For this exercise, restate word for word only the lines from the first line of the data to the line containing "const SPANNING: u8 = 3;".

::::

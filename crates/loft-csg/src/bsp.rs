//! BSP tree clipping of polygon soups.
//!
//! Straight port of the classic csg.js structure: polygons are convex,
//! carry their supporting plane, and get split against node planes as
//! they descend the tree. Vertices are bare positions; normals are
//! recomputed from the final mesh.

use loft_math::{Point3, Vec3};

/// Planarity / classification tolerance for BSP splitting.
pub const EPSILON: f64 = 1e-5;

/// Recurse into both children in parallel once this many polygons are
/// in flight.
const PAR_THRESHOLD: usize = 256;

const COPLANAR: u8 = 0;
const FRONT: u8 = 1;
const BACK: u8 = 2;
const SPANNING: u8 = 3;

/// An oriented plane `normal · p = w`.
#[derive(Debug, Clone, PartialEq)]
pub struct SplitPlane {
    /// Unit plane normal.
    pub normal: Vec3,
    /// Signed distance of the plane from the origin.
    pub w: f64,
}

impl SplitPlane {
    /// Plane through three points, or `None` if they are collinear.
    pub fn from_points(a: &Point3, b: &Point3, c: &Point3) -> Option<Self> {
        let n = (b - a).cross(&(c - a));
        let len = n.norm();
        if len < EPSILON * EPSILON {
            return None;
        }
        let normal = n / len;
        Some(Self {
            normal,
            w: normal.dot(&a.coords),
        })
    }

    /// Reverse orientation in place.
    pub fn flip(&mut self) {
        self.normal = -self.normal;
        self.w = -self.w;
    }

    fn classify(&self, p: &Point3) -> u8 {
        let t = self.normal.dot(&p.coords) - self.w;
        if t < -EPSILON {
            BACK
        } else if t > EPSILON {
            FRONT
        } else {
            COPLANAR
        }
    }

    /// Split `polygon` by this plane into the four output buckets.
    pub fn split_polygon(
        &self,
        polygon: &Polygon,
        coplanar_front: &mut Vec<Polygon>,
        coplanar_back: &mut Vec<Polygon>,
        front: &mut Vec<Polygon>,
        back: &mut Vec<Polygon>,
    ) {
        let mut polygon_type = 0;
        let types: Vec<u8> = polygon
            .vertices
            .iter()
            .map(|v| {
                let t = self.classify(v);
                polygon_type |= t;
                t
            })
            .collect();

        match polygon_type {
            COPLANAR => {
                if self.normal.dot(&polygon.plane.normal) > 0.0 {
                    coplanar_front.push(polygon.clone());
                } else {
                    coplanar_back.push(polygon.clone());
                }
            }
            FRONT => front.push(polygon.clone()),
            BACK => back.push(polygon.clone()),
            _ => {
                let mut f = Vec::new();
                let mut b = Vec::new();
                let n = polygon.vertices.len();
                for i in 0..n {
                    let j = (i + 1) % n;
                    let (ti, tj) = (types[i], types[j]);
                    let (vi, vj) = (polygon.vertices[i], polygon.vertices[j]);
                    if ti != BACK {
                        f.push(vi);
                    }
                    if ti != FRONT {
                        b.push(vi);
                    }
                    if (ti | tj) == SPANNING {
                        let t = (self.w - self.normal.dot(&vi.coords))
                            / self.normal.dot(&(vj - vi));
                        let v = vi + (vj - vi) * t;
                        f.push(v);
                        b.push(v);
                    }
                }
                if f.len() >= 3 {
                    front.push(Polygon {
                        vertices: f,
                        plane: polygon.plane.clone(),
                    });
                }
                if b.len() >= 3 {
                    back.push(Polygon {
                        vertices: b,
                        plane: polygon.plane.clone(),
                    });
                }
            }
        }
    }
}

/// A convex planar polygon with its supporting plane.
#[derive(Debug, Clone)]
pub struct Polygon {
    /// Vertices in winding order.
    pub vertices: Vec<Point3>,
    /// Supporting plane, oriented with the winding.
    pub plane: SplitPlane,
}

impl Polygon {
    /// Polygon from vertices, or `None` when they span no plane.
    pub fn new(vertices: Vec<Point3>) -> Option<Self> {
        if vertices.len() < 3 {
            return None;
        }
        let plane = SplitPlane::from_points(&vertices[0], &vertices[1], &vertices[2])?;
        Some(Self { vertices, plane })
    }

    /// Reverse orientation in place.
    pub fn flip(&mut self) {
        self.vertices.reverse();
        self.plane.flip();
    }
}

/// A BSP tree node holding the polygons coplanar with its plane.
#[derive(Debug, Default)]
pub struct Node {
    plane: Option<SplitPlane>,
    front: Option<Box<Node>>,
    back: Option<Box<Node>>,
    polygons: Vec<Polygon>,
}

impl Node {
    /// Build a tree from a polygon soup.
    pub fn new(polygons: Vec<Polygon>) -> Self {
        let mut node = Node::default();
        if !polygons.is_empty() {
            node.build(polygons);
        }
        node
    }

    /// Flip solid and empty space throughout the subtree.
    pub fn invert(&mut self) {
        for polygon in &mut self.polygons {
            polygon.flip();
        }
        if let Some(plane) = &mut self.plane {
            plane.flip();
        }
        if let Some(front) = &mut self.front {
            front.invert();
        }
        if let Some(back) = &mut self.back {
            back.invert();
        }
        std::mem::swap(&mut self.front, &mut self.back);
    }

    /// Return the subset of `polygons` outside this tree's solid.
    pub fn clip_polygons(&self, polygons: &[Polygon]) -> Vec<Polygon> {
        let Some(plane) = &self.plane else {
            return polygons.to_vec();
        };

        let mut front = Vec::new();
        let mut back = Vec::new();
        let mut coplanar_front = Vec::new();
        let mut coplanar_back = Vec::new();
        for polygon in polygons {
            plane.split_polygon(
                polygon,
                &mut coplanar_front,
                &mut coplanar_back,
                &mut front,
                &mut back,
            );
        }
        front.append(&mut coplanar_front);
        back.append(&mut coplanar_back);

        let (mut front, back) = match (&self.front, &self.back) {
            (Some(f), Some(b)) if front.len() + back.len() >= PAR_THRESHOLD => {
                rayon::join(|| f.clip_polygons(&front), || b.clip_polygons(&back))
            }
            _ => {
                let f = match &self.front {
                    Some(node) => node.clip_polygons(&front),
                    None => front,
                };
                // No back subtree means the back halfspace is solid
                let b = match &self.back {
                    Some(node) => node.clip_polygons(&back),
                    None => Vec::new(),
                };
                (f, b)
            }
        };
        front.extend(back);
        front
    }

    /// Remove from this tree everything inside `other`'s solid.
    pub fn clip_to(&mut self, other: &Node) {
        self.polygons = other.clip_polygons(&self.polygons);
        if let Some(front) = &mut self.front {
            front.clip_to(other);
        }
        if let Some(back) = &mut self.back {
            back.clip_to(other);
        }
    }

    /// Collect every polygon in the subtree.
    pub fn all_polygons(&self) -> Vec<Polygon> {
        let mut out = self.polygons.clone();
        if let Some(front) = &self.front {
            out.extend(front.all_polygons());
        }
        if let Some(back) = &self.back {
            out.extend(back.all_polygons());
        }
        out
    }

    /// Insert more polygons, extending the tree as needed.
    pub fn build(&mut self, polygons: Vec<Polygon>) {
        if polygons.is_empty() {
            return;
        }
        let plane = match &self.plane {
            Some(plane) => plane.clone(),
            None => {
                let plane = polygons[0].plane.clone();
                self.plane = Some(plane.clone());
                plane
            }
        };

        let mut front = Vec::new();
        let mut back = Vec::new();
        for polygon in &polygons {
            let mut coplanar_back = Vec::new();
            plane.split_polygon(
                polygon,
                &mut self.polygons,
                &mut coplanar_back,
                &mut front,
                &mut back,
            );
            self.polygons.append(&mut coplanar_back);
        }
        if !front.is_empty() {
            self.front
                .get_or_insert_with(|| Box::new(Node::default()))
                .build(front);
        }
        if !back.is_empty() {
            self.back
                .get_or_insert_with(|| Box::new(Node::default()))
                .build(back);
        }
    }
}

#[cfg(test)]
mod tests {
    use super::*;
    use approx::assert_relative_eq;

    fn tri(a: [f64; 3], b: [f64; 3], c: [f64; 3]) -> Polygon {
        Polygon::new(vec![
            Point3::new(a[0], a[1], a[2]),
            Point3::new(b[0], b[1], b[2]),
            Point3::new(c[0], c[1], c[2]),
        ])
        .unwrap()
    }

    #[test]
    fn test_plane_from_points() {
        let p = SplitPlane::from_points(
            &Point3::new(0.0, 0.0, 2.0),
            &Point3::new(1.0, 0.0, 2.0),
            &Point3::new(0.0, 1.0, 2.0),
        )
        .unwrap();
        assert_relative_eq!(p.normal.z, 1.0, epsilon = 1e-12);
        assert_relative_eq!(p.w, 2.0, epsilon = 1e-12);
    }

    #[test]
    fn test_degenerate_plane_rejected() {
        let p = SplitPlane::from_points(
            &Point3::new(0.0, 0.0, 0.0),
            &Point3::new(1.0, 0.0, 0.0),
            &Point3::new(2.0, 0.0, 0.0),
        );
        assert!(p.is_none());
    }

    #[test]
    fn test_split_spanning_triangle() {
        // z = 0 plane splits a triangle reaching from z=-1 to z=1
        let plane = SplitPlane {
            normal: Vec3::z(),
            w: 0.0,
        };
        let poly = tri([0.0, 0.0, -1.0], [2.0, 0.0, 1.0], [0.0, 2.0, 1.0]);
        let (mut cf, mut cb, mut front, mut back) = (vec![], vec![], vec![], vec![]);
        plane.split_polygon(&poly, &mut cf, &mut cb, &mut front, &mut back);
        assert_eq!(front.len(), 1);
        assert_eq!(back.len(), 1);
        // Front piece is a quad, back piece the clipped corner triangle
        assert_eq!(front[0].vertices.len(), 4);
        assert_eq!(back[0].vertices.len(), 3);
        for v in &back[0].vertices {
            assert!(v.z <= EPSILON);
        }
    }

    #[test]
    fn test_clip_keeps_outside_drops_inside() {
        // Tree of a unit square column's left face (solid behind it)
        let face = tri([0.0, 0.0, 0.0], [0.0, 0.0, 1.0], [0.0, 1.0, 0.0]);
        let node = Node::new(vec![face]);
        // Normal points toward -x, so solid space is x > 0
        let outside = tri([-1.0, 0.0, 0.0], [-1.0, 1.0, 0.0], [-1.0, 0.0, 1.0]);
        let inside = tri([1.0, 0.0, 0.0], [1.0, 1.0, 0.0], [1.0, 0.0, 1.0]);
        assert_eq!(node.clip_polygons(&[outside]).len(), 1);
        assert_eq!(node.clip_polygons(&[inside]).len(), 0);
    }

    #[test]
    fn test_invert_swaps_sides() {
        let face = tri([0.0, 0.0, 0.0], [0.0, 0.0, 1.0], [0.0, 1.0, 0.0]);
        let mut node = Node::new(vec![face]);
        node.invert();
        let inside = tri([1.0, 0.0, 0.0], [1.0, 1.0, 0.0], [1.0, 0.0, 1.0]);
        assert_eq!(node.clip_polygons(&[inside]).len(), 1);
    }

    #[test]
    fn test_all_polygons_round_trip() {
        let polys = vec![
            tri([0.0, 0.0, 0.0], [1.0, 0.0, 0.0], [0.0, 1.0, 0.0]),
            tri([0.0, 0.0, 1.0], [1.0, 0.0, 1.0], [0.0, 1.0, 1.0]),
        ];
        let node = Node::new(polys);
        assert_eq!(node.all_polygons().len(), 2);
    }
}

::::

• Worked solution:
filename crates/loft-csg/src/bsp.rs
//! BSP tree clipping of polygon soups.
//!
//! Straight port of the classic csg.js structure: polygons are convex,
//! carry their supporting plane, and get split against node planes as
//! they descend the tree. Vertices are bare positions; normals are
//! recomputed from the final mesh.

use loft_math::{Point3, Vec3};

/// Planarity / classification tolerance for BSP splitting.
pub const EPSILON: f64 = 1e-5;

/// Recurse into both children in parallel once this many polygons are
/// in flight.
const PAR_THRESHOLD: usize = 256;

const COPLANAR: u8 = 0;
const FRONT: u8 = 1;
const BACK: u8 = 2;
const SPANNING: u8 = 3;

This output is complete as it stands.